*** RECORDS SUPPLIED ***

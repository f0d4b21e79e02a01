// src/app/manager.rs
use std::path::{Path, PathBuf};

use crate::cluster::ClusterOperations;
use crate::config::{resolve_output_path, resolve_source_kubeconfig, FlowConfig, KubeconfigMethod};
use crate::discovery::select_context;
use crate::error::{Diagnose, StepError, ToolError};
use crate::kubeconfig::KubeConfigGenerator;
use crate::manifest::{admin_binding_manifest, namespace_binding_manifest, service_account_manifest};
use crate::prompt::{prompt_name, Prompter};
use crate::types::{Cluster, ServiceAccount};
use crate::utils::validation::{parse_target_namespaces, validate_name};

const NAMESPACE_PROMPT: &str = "Namespace";
const NEW_NAMESPACE: &str = "New Namespace";
const SERVICE_ACCOUNT_SELECT_PROMPT: &str = "Service Account";
const SERVICE_ACCOUNT_NAME_PROMPT: &str = "What name would you like to give the service account";
const DEFAULT_SERVICE_ACCOUNT: &str = "spinnaker-service-account";

/// Drives the individual steps of both flows against one kubectl and one
/// operator.
pub struct AccountManager {
    ops: ClusterOperations,
    prompter: Box<dyn Prompter>,
    cwd: PathBuf,
}

impl AccountManager {
    pub fn new(ops: ClusterOperations, prompter: Box<dyn Prompter>, cwd: PathBuf) -> Self {
        Self { ops, prompter, cwd }
    }

    pub fn success(&mut self, message: &str) {
        self.ops.success(message);
    }

    pub fn define_cluster(&mut self, config: &FlowConfig) -> Result<Cluster, StepError> {
        let kubeconfig = resolve_source_kubeconfig(config.source_kubeconfig.as_deref())
            .diagnose("kubeconfig not readable")?;
        self.ops
            .debug_log(&format!("Using kubeconfig {}", kubeconfig.display()));

        self.ops.log("Getting contexts ...");
        let contexts = self
            .ops
            .get_contexts(&kubeconfig)
            .diagnose("Unable to get contexts from kubeconfig")?;

        let context = match select_context(&contexts, config.context.as_deref(), self.prompter.as_mut()) {
            Ok(context) => context,
            Err(e @ ToolError::NotFound { .. }) => return Err(e).diagnose("Provided context not found"),
            Err(e) => return Err(e).diagnose("No context selected"),
        };
        self.ops.debug_log(&format!(
            "Selected context {} on cluster {}",
            context.context_name, context.cluster_name
        ));

        Ok(Cluster::new(kubeconfig, context))
    }

    /// Namespace, name and grants for a service account that will be created
    /// (or updated) in the cluster.
    pub fn define_service_account(
        &mut self,
        cluster: &Cluster,
        config: &FlowConfig,
    ) -> Result<ServiceAccount, StepError> {
        let mut sa = ServiceAccount::default();

        if let Some(ns) = config.namespace.as_deref() {
            validate_name(ns).diagnose("Invalid namespace")?;
        }
        if let Some(name) = config.service_account.as_deref() {
            validate_name(name).diagnose("Invalid service account name")?;
        }
        if let Some(raw) = config.target_namespaces.as_deref() {
            sa.target_namespaces = parse_target_namespaces(raw).diagnose("Invalid target namespaces")?;
        }

        self.ops.log("Getting namespaces ...");
        let namespaces = self
            .ops
            .list(cluster, "namespaces", None)
            .diagnose("Unable to get namespaces from cluster")?;

        sa.namespace = match config.namespace.as_deref() {
            Some(ns) => ns.to_string(),
            None => {
                let mut options = namespaces.display.clone();
                options.push(NEW_NAMESPACE.to_string());
                let idx = self
                    .prompter
                    .select(NAMESPACE_PROMPT, &options)
                    .diagnose("Namespace not selected")?;
                match namespaces.names.get(idx) {
                    Some(name) => name.clone(),
                    None => prompt_name(self.prompter.as_mut(), self.ops.logger(), NEW_NAMESPACE, None)
                        .diagnose("Namespace not selected")?,
                }
            }
        };
        sa.new_namespace = !namespaces.contains(&sa.namespace);

        sa.name = match config.service_account.as_deref() {
            Some(name) => name.to_string(),
            None => prompt_name(
                self.prompter.as_mut(),
                self.ops.logger(),
                SERVICE_ACCOUNT_NAME_PROMPT,
                Some(DEFAULT_SERVICE_ACCOUNT),
            )
            .diagnose("Service account name not given")?,
        };

        sa.new_service_account = if sa.new_namespace {
            true
        } else {
            let accounts = self
                .ops
                .list(cluster, "serviceaccounts", Some(sa.namespace.as_str()))
                .diagnose("Unable to get list of service accounts in provided namespace")?;
            !accounts.contains(&sa.name)
        };
        if !sa.new_service_account {
            self.ops.log(&format!(
                "Service account {} already exists in namespace {}, its bindings will be updated",
                sa.name, sa.namespace
            ));
        }

        Ok(sa)
    }

    /// An existing service account in an existing namespace.
    pub fn select_service_account(
        &mut self,
        cluster: &Cluster,
        config: &FlowConfig,
    ) -> Result<ServiceAccount, StepError> {
        self.ops.log("Getting namespaces ...");
        let namespaces = self
            .ops
            .list(cluster, "namespaces", None)
            .diagnose("Unable to get namespaces from cluster")?;
        let namespace = namespaces
            .resolve(
                "namespace",
                config.namespace.as_deref(),
                self.prompter.as_mut(),
                NAMESPACE_PROMPT,
            )
            .diagnose(match config.namespace {
                Some(_) => "Provided namespace does not exist",
                None => "Namespace not selected",
            })?;

        self.ops.log("Getting service accounts ...");
        let accounts = self
            .ops
            .list(cluster, "serviceaccounts", Some(namespace.as_str()))
            .diagnose("Unable to get list of service accounts in provided namespace")?;
        let name = accounts
            .resolve(
                "service account",
                config.service_account.as_deref(),
                self.prompter.as_mut(),
                SERVICE_ACCOUNT_SELECT_PROMPT,
            )
            .diagnose(match config.service_account {
                Some(_) => "Provided service account does not exist",
                None => "Service account not selected",
            })?;

        Ok(ServiceAccount {
            namespace,
            name,
            ..Default::default()
        })
    }

    pub fn define_output(&mut self, config: &FlowConfig) -> Result<PathBuf, StepError> {
        resolve_output_path(config.output.as_deref(), self.prompter.as_mut(), &self.cwd)
            .diagnose("Unable to determine output file")
    }

    /// Namespace, service account and role bindings. Nothing is rolled back
    /// when a later object fails.
    pub fn create_service_account_objects(
        &mut self,
        cluster: &Cluster,
        sa: &ServiceAccount,
    ) -> Result<(), StepError> {
        if sa.new_namespace {
            self.ops.log(&format!("Creating namespace {} ...", sa.namespace));
            self.ops
                .create_namespace(cluster, &sa.namespace)
                .diagnose("Unable to create namespace")?;
        }

        self.ops
            .log(&format!("Creating service account {} ...", sa.name));
        let manifest = service_account_manifest(sa).diagnose("Unable to create service account")?;
        self.ops
            .apply(cluster, &manifest)
            .diagnose("Unable to create service account")?;

        if sa.is_cluster_admin() {
            self.ops.log("Granting cluster-admin ...");
            let manifest = admin_binding_manifest(sa).diagnose("Unable to create cluster role binding")?;
            self.ops
                .apply(cluster, &manifest)
                .diagnose("Unable to create cluster role binding")?;
        } else {
            for target in &sa.target_namespaces {
                self.ops
                    .log(&format!("Granting admin on namespace {} ...", target));
                let manifest = namespace_binding_manifest(sa, target)
                    .diagnose(format!("Unable to create role binding in namespace {}", target))?;
                self.ops
                    .apply(cluster, &manifest)
                    .diagnose(format!("Unable to create role binding in namespace {}", target))?;
            }
        }
        Ok(())
    }

    pub fn generate_kubeconfig(
        &mut self,
        cluster: &Cluster,
        sa: &ServiceAccount,
        method: KubeconfigMethod,
        output: &Path,
    ) -> Result<PathBuf, StepError> {
        KubeConfigGenerator::new(&mut self.ops, cluster).generate(method, sa, output)
    }
}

*** End of RECORDS SUPPLIED ***

BRIEF: Copy the lines above, please. Keep them exact.

WRITTEN RESPONSE:
repository f0d4b21e79e02a01
// src/app/manager.rs
use std::path::{Path, PathBuf};

use crate::cluster::ClusterOperations;
use crate::config::{resolve_output_path, resolve_source_kubeconfig, FlowConfig, KubeconfigMethod};
use crate::discovery::select_context;
use crate::error::{Diagnose, StepError, ToolError};
use crate::kubeconfig::KubeConfigGenerator;
use crate::manifest::{admin_binding_manifest, namespace_binding_manifest, service_account_manifest};
use crate::prompt::{prompt_name, Prompter};
use crate::types::{Cluster, ServiceAccount};
use crate::utils::validation::{parse_target_namespaces, validate_name};

const NAMESPACE_PROMPT: &str = "Namespace";
const NEW_NAMESPACE: &str = "New Namespace";
const SERVICE_ACCOUNT_SELECT_PROMPT: &str = "Service Account";
const SERVICE_ACCOUNT_NAME_PROMPT: &str = "What name would you like to give the service account";
const DEFAULT_SERVICE_ACCOUNT: &str = "spinnaker-service-account";

/// Drives the individual steps of both flows against one kubectl and one
/// operator.
pub struct AccountManager {
    ops: ClusterOperations,
    prompter: Box<dyn Prompter>,
    cwd: PathBuf,
}

impl AccountManager {
    pub fn new(ops: ClusterOperations, prompter: Box<dyn Prompter>, cwd: PathBuf) -> Self {
        Self { ops, prompter, cwd }
    }

    pub fn success(&mut self, message: &str) {
        self.ops.success(message);
    }

    pub fn define_cluster(&mut self, config: &FlowConfig) -> Result<Cluster, StepError> {
        let kubeconfig = resolve_source_kubeconfig(config.source_kubeconfig.as_deref())
            .diagnose("kubeconfig not readable")?;
        self.ops
            .debug_log(&format!("Using kubeconfig {}", kubeconfig.display()));

        self.ops.log("Getting contexts ...");
        let contexts = self
            .ops
            .get_contexts(&kubeconfig)
            .diagnose("Unable to get contexts from kubeconfig")?;

        let context = match select_context(&contexts, config.context.as_deref(), self.prompter.as_mut()) {
            Ok(context) => context,
            Err(e @ ToolError::NotFound { .. }) => return Err(e).diagnose("Provided context not found"),
            Err(e) => return Err(e).diagnose("No context selected"),
        };
        self.ops.debug_log(&format!(
            "Selected context {} on cluster {}",
            context.context_name, context.cluster_name
        ));

        Ok(Cluster::new(kubeconfig, context))
    }

    /// Namespace, name and grants for a service account that will be created
    /// (or updated) in the cluster.
    pub fn define_service_account(
        &mut self,
        cluster: &Cluster,
        config: &FlowConfig,
    ) -> Result<ServiceAccount, StepError> {
        let mut sa = ServiceAccount::default();

        if let Some(ns) = config.namespace.as_deref() {
            validate_name(ns).diagnose("Invalid namespace")?;
        }
        if let Some(name) = config.service_account.as_deref() {
            validate_name(name).diagnose("Invalid service account name")?;
        }
        if let Some(raw) = config.target_namespaces.as_deref() {
            sa.target_namespaces = parse_target_namespaces(raw).diagnose("Invalid target namespaces")?;
        }

        self.ops.log("Getting namespaces ...");
        let namespaces = self
            .ops
            .list(cluster, "namespaces", None)
            .diagnose("Unable to get namespaces from cluster")?;

        sa.namespace = match config.namespace.as_deref() {
            Some(ns) => ns.to_string(),
            None => {
                let mut options = namespaces.display.clone();
                options.push(NEW_NAMESPACE.to_string());
                let idx = self
                    .prompter
                    .select(NAMESPACE_PROMPT, &options)
                    .diagnose("Namespace not selected")?;
                match namespaces.names.get(idx) {
                    Some(name) => name.clone(),
                    None => prompt_name(self.prompter.as_mut(), self.ops.logger(), NEW_NAMESPACE, None)
                        .diagnose("Namespace not selected")?,
                }
            }
        };
        sa.new_namespace = !namespaces.contains(&sa.namespace);

        sa.name = match config.service_account.as_deref() {
            Some(name) => name.to_string(),
            None => prompt_name(
                self.prompter.as_mut(),
                self.ops.logger(),
                SERVICE_ACCOUNT_NAME_PROMPT,
                Some(DEFAULT_SERVICE_ACCOUNT),
            )
            .diagnose("Service account name not given")?,
        };

        sa.new_service_account = if sa.new_namespace {
            true
        } else {
            let accounts = self
                .ops
                .list(cluster, "serviceaccounts", Some(sa.namespace.as_str()))
                .diagnose("Unable to get list of service accounts in provided namespace")?;
            !accounts.contains(&sa.name)
        };
        if !sa.new_service_account {
            self.ops.log(&format!(
                "Service account {} already exists in namespace {}, its bindings will be updated",
                sa.name, sa.namespace
            ));
        }

        Ok(sa)
    }

    /// An existing service account in an existing namespace.
    pub fn select_service_account(
        &mut self,
        cluster: &Cluster,
        config: &FlowConfig,
    ) -> Result<ServiceAccount, StepError> {
        self.ops.log("Getting namespaces ...");
        let namespaces = self
            .ops
            .list(cluster, "namespaces", None)
            .diagnose("Unable to get namespaces from cluster")?;
        let namespace = namespaces
            .resolve(
                "namespace",
                config.namespace.as_deref(),
                self.prompter.as_mut(),
                NAMESPACE_PROMPT,
            )
            .diagnose(match config.namespace {
                Some(_) => "Provided namespace does not exist",
                None => "Namespace not selected",
            })?;

        self.ops.log("Getting service accounts ...");
        let accounts = self
            .ops
            .list(cluster, "serviceaccounts", Some(namespace.as_str()))
            .diagnose("Unable to get list of service accounts in provided namespace")?;
        let name = accounts
            .resolve(
                "service account",
                config.service_account.as_deref(),
                self.prompter.as_mut(),
                SERVICE_ACCOUNT_SELECT_PROMPT,
            )
            .diagnose(match config.service_account {
                Some(_) => "Provided service account does not exist",
                None => "Service account not selected",
            })?;

        Ok(ServiceAccount {
            namespace,
            name,
            ..Default::default()
        })
    }

    pub fn define_output(&mut self, config: &FlowConfig) -> Result<PathBuf, StepError> {
        resolve_output_path(config.output.as_deref(), self.prompter.as_mut(), &self.cwd)
            .diagnose("Unable to determine output file")
    }

    /// Namespace, service account and role bindings. Nothing is rolled back
    /// when a later object fails.
    pub fn create_service_account_objects(
        &mut self,
        cluster: &Cluster,
        sa: &ServiceAccount,
    ) -> Result<(), StepError> {
        if sa.new_namespace {
            self.ops.log(&format!("Creating namespace {} ...", sa.namespace));
            self.ops
                .create_namespace(cluster, &sa.namespace)
                .diagnose("Unable to create namespace")?;
        }

        self.ops
            .log(&format!("Creating service account {} ...", sa.name));
        let manifest = service_account_manifest(sa).diagnose("Unable to create service account")?;
        self.ops
            .apply(cluster, &manifest)
            .diagnose("Unable to create service account")?;

        if sa.is_cluster_admin() {
            self.ops.log("Granting cluster-admin ...");
            let manifest = admin_binding_manifest(sa).diagnose("Unable to create cluster role binding")?;
            self.ops
                .apply(cluster, &manifest)
                .diagnose("Unable to create cluster role binding")?;
        } else {
            for target in &sa.target_namespaces {
                self.ops
                    .log(&format!("Granting admin on namespace {} ...", target));
                let manifest = namespace_binding_manifest(sa, target)
                    .diagnose(format!("Unable to create role binding in namespace {}", target))?;
                self.ops
                    .apply(cluster, &manifest)
                    .diagnose(format!("Unable to create role binding in namespace {}", target))?;
            }
        }
        Ok(())
    }

    pub fn generate_kubeconfig(
        &mut self,
        cluster: &Cluster,
        sa: &ServiceAccount,
        method: KubeconfigMethod,
        output: &Path,
    ) -> Result<PathBuf, StepError> {
        KubeConfigGenerator::new(&mut self.ops, cluster).generate(method, sa, output)
    }
}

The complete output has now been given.